| Task item |
Scan the records for lines with the word "struct", and copy every such line.

[Records from a data source]
::::::::::

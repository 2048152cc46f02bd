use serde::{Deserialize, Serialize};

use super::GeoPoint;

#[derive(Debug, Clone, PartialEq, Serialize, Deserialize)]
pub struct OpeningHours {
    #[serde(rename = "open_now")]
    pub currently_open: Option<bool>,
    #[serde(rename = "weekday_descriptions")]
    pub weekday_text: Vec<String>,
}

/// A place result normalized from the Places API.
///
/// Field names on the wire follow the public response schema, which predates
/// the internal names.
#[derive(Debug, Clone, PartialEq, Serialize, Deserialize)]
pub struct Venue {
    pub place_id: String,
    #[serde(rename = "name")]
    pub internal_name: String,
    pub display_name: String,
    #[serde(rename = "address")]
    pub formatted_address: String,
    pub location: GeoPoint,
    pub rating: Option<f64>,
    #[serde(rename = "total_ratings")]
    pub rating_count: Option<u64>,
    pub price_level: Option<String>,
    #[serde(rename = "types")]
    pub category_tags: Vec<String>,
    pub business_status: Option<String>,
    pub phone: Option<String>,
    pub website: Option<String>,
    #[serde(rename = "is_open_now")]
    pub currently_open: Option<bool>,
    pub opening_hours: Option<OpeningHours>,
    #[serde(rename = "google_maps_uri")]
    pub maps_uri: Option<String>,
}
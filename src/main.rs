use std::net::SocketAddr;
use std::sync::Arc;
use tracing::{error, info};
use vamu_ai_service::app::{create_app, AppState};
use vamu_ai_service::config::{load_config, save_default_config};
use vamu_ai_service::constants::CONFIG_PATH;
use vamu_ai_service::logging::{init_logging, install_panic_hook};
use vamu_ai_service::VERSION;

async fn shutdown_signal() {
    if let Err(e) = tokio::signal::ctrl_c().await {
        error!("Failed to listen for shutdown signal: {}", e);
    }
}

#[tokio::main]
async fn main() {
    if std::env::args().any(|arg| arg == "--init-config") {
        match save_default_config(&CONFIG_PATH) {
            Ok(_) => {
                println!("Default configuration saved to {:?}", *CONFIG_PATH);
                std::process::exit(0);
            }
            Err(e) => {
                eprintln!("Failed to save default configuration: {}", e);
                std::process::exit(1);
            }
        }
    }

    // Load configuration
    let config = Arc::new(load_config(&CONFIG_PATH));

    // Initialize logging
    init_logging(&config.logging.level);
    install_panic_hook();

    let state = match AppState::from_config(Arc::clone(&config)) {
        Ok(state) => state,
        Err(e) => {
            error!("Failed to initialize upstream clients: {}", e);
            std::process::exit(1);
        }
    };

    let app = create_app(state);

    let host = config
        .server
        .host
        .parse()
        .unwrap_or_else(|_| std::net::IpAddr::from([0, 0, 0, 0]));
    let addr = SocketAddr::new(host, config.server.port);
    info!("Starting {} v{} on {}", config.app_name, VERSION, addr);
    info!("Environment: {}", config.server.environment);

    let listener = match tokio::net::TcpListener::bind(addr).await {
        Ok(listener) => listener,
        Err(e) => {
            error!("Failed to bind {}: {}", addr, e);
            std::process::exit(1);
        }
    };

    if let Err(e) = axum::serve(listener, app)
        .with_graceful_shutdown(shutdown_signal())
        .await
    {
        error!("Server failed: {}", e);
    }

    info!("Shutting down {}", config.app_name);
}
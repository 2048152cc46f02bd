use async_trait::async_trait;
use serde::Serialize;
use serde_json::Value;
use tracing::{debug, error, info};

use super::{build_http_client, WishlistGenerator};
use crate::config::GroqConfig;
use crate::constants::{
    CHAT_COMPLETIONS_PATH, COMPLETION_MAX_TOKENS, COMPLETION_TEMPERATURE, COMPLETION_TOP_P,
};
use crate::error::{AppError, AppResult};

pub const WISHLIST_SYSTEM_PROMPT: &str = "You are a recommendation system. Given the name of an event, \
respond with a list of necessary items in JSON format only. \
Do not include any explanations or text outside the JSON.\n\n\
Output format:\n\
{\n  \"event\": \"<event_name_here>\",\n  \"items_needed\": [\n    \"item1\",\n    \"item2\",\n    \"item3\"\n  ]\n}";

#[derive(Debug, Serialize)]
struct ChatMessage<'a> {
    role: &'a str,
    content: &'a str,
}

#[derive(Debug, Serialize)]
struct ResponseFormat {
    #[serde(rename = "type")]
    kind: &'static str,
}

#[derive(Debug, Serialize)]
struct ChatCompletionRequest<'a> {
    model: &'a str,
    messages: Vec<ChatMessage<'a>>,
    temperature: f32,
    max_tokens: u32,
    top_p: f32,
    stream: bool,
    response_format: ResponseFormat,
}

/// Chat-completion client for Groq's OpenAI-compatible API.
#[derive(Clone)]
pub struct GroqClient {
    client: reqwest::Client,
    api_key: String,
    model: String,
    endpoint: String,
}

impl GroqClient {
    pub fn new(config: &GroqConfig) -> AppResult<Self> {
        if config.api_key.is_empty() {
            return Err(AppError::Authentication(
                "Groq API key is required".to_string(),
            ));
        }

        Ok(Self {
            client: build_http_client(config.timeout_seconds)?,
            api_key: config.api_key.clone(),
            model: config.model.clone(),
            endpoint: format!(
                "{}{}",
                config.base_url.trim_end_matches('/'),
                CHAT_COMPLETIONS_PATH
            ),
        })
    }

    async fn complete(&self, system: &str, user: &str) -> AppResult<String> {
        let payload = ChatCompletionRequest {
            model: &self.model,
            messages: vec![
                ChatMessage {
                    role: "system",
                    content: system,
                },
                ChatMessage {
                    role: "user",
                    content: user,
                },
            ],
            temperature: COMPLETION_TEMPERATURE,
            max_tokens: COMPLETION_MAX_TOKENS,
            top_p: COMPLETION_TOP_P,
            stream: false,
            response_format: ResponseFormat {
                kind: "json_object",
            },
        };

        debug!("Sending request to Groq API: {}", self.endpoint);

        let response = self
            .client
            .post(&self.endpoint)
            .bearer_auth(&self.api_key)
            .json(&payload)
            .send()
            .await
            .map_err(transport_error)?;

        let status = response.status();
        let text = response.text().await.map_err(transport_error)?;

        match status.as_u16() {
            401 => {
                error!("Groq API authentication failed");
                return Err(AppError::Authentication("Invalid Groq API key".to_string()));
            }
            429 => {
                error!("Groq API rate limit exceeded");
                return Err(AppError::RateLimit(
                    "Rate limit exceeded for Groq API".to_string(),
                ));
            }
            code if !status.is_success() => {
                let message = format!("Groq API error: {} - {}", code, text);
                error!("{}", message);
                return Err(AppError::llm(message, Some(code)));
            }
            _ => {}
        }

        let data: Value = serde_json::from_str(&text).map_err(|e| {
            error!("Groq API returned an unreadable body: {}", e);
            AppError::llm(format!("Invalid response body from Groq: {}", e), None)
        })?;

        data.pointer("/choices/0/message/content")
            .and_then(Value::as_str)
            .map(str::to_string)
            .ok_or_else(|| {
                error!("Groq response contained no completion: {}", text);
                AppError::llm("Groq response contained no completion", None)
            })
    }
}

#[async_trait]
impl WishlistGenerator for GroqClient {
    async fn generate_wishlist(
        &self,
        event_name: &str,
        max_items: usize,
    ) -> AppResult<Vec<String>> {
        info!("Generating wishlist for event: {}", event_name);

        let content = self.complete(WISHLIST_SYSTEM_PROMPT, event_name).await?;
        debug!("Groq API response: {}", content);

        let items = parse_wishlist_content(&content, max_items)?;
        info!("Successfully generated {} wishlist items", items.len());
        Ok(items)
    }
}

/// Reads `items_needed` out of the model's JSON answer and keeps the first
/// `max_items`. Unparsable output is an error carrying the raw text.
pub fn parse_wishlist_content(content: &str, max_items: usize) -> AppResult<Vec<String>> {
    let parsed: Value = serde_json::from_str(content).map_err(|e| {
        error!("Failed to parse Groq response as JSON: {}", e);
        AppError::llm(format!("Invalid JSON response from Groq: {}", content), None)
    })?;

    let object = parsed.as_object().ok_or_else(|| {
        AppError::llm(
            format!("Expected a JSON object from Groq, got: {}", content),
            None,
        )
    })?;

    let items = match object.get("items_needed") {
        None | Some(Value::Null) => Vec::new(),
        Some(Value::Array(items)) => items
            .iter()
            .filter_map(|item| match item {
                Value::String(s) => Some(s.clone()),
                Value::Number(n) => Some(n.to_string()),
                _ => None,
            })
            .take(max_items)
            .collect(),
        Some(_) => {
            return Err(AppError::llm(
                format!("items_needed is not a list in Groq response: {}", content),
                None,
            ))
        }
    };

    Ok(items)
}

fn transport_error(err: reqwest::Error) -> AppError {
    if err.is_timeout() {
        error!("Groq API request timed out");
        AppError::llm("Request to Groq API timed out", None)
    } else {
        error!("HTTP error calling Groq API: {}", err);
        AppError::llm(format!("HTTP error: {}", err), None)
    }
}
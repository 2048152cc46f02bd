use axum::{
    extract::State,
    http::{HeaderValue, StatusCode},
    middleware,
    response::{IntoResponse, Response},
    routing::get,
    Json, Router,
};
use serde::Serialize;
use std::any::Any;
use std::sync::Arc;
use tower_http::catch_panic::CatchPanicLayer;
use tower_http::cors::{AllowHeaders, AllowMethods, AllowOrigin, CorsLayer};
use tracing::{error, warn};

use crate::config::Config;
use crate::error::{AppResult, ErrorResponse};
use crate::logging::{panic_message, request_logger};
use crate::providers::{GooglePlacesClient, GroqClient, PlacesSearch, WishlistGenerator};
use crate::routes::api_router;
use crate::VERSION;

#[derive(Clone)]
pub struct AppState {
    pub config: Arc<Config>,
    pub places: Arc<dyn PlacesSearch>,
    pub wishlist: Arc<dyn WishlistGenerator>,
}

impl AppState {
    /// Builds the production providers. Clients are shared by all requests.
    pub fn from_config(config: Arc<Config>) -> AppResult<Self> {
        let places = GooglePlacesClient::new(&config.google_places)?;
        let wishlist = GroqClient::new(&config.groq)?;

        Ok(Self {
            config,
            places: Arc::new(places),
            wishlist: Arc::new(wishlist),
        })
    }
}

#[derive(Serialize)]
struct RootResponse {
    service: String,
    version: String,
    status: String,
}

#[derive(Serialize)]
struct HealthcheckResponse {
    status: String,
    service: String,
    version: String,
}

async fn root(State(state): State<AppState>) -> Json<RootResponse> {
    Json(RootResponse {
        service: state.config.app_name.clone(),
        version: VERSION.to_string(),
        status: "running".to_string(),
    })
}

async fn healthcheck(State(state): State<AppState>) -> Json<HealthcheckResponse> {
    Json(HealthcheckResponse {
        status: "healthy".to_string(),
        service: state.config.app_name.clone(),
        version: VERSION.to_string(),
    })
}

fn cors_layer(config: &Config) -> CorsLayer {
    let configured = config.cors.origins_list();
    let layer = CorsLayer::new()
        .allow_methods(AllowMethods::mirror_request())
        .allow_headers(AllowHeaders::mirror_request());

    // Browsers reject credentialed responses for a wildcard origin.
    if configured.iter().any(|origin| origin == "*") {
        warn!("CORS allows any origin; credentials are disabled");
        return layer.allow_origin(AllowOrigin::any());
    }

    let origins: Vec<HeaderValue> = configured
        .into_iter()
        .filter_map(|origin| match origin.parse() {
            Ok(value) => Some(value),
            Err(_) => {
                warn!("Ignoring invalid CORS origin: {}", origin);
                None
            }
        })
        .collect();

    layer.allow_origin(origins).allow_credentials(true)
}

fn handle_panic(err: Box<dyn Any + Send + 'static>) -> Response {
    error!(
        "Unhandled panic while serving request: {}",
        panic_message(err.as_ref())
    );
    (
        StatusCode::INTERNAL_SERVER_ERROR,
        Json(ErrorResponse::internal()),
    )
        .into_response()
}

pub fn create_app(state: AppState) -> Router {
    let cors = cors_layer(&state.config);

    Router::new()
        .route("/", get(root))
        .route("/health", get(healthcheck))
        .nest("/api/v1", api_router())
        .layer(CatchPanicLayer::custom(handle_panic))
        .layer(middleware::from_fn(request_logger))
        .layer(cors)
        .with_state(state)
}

::::::::::

| Result for this task |
pub struct OpeningHours {
pub struct Venue {
struct ChatMessage<'a> {
struct ResponseFormat {
struct ChatCompletionRequest<'a> {
pub struct GroqClient {
pub struct AppState {
struct RootResponse {
struct HealthcheckResponse {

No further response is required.